Читать книгу Blackwood's Edinburgh Magazine, Volume 56, Number 350, December 1844 - Various - Страница 5
THE MILKMAN OF WALWORTH
Chapter IV
ОглавлениеIt was, I think, about half a year from this period, that, in returning late one evening from the neighbourhood of Russell Square, where my father, during a short visit he was compelled to make to town, had taken lodgings, I missed my way, and got entangled in the intricacies of the numerous narrow streets and alleys that lie between that quarter of London and the eastern end of Holborn. Intending to avail myself of some of the public conveyances homewards, I had attempted to shorten my passage to the great thoroughfares, and in doing so had thus gone astray. As it was past ten o'clock I was necessarily hurried, and yet the heat and heaviness of the night – it was July – prevented me freeing myself as rapidly as I should otherwise have done from the squalid and disagreeable avenues in which I had got entangled. I was just pausing to enquire my way of a slatternly-looking woman, who stood considerably in front of the door of a dirty-looking house in one of the dirtiest lanes I had yet explored, and who, with an apron thrown round her shoulders, to supply, it seemed to me, the absence of their appropriate garments, appeared, from the direction of her looks, to be awaiting some one's arrival, when a lad hastened up the opposite side of the alley, and breathlessly announced to her, that "the docther wouldn't come 'thout he first got his fee."
"Holy Mary, mother of – ! Oh, wisha, what am I to do!" exclaimed the woman in a strong Irish accent, with that elision of apostrophe into complaint peculiar to her country.

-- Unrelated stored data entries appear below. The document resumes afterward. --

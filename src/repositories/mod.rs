//! Credential store: the persistence seam for user records.

mod memory;
mod postgres;

pub use memory::MemoryCredentialStore;
pub use postgres::PgCredentialStore;

use async_trait::async_trait;

use crate::error::{AppError, AppResult};
use crate::models::{NewUser, User};

/// Maps a username to its stored user record.
///
/// `save` never checks for an existing username. `find_by_username` returns
/// `Ok(None)` for an unknown name and [`AppError::NonUniqueResult`] when the
/// name was registered more than once.
#[async_trait]
pub trait CredentialStore: Send + Sync {
    /// Persist `user` and return it with its assigned id.
    async fn save(&self, user: NewUser) -> AppResult<User>;

    /// Look up the single user stored under `username`.
    async fn find_by_username(&self, username: &str) -> AppResult<Option<User>>;
}

/// Collapse a lookup result set to at most one user.
pub(crate) fn single_result(mut rows: Vec<User>) -> AppResult<Option<User>> {
    match rows.len() {
        0 => Ok(None),
        1 => Ok(rows.pop()),
        count => Err(AppError::NonUniqueResult { count }),
    }
}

"If she goes on this way till mornin', two men wouldn't hould her, let alone one colleen.1 Run, Micky, to the 'seer, an' let him get her to the hospiddle, or my heart 'll be broke from her."
"How dove I know where the 'seer lives at this hour o' the night?" expostulated the boy.
"There's a wake in Tim Reilly's second floor – can't you go there, and they'll tell you – can't you?"
The messenger disappeared, and I now, before putting the question for which I had stopped, asked the woman soothingly the cause of her perturbation.
"Is it what's the matther, sir? Matther enough thin – a poor crethur of a woman lodgin' with me is took very bad with the fever. She wasn't to say so bad entirely till this evenin', when she begin to rave, and 'sist upon gettin' up; an' goin' on with terrible talk, that it would frighten the heart o' you to hear her."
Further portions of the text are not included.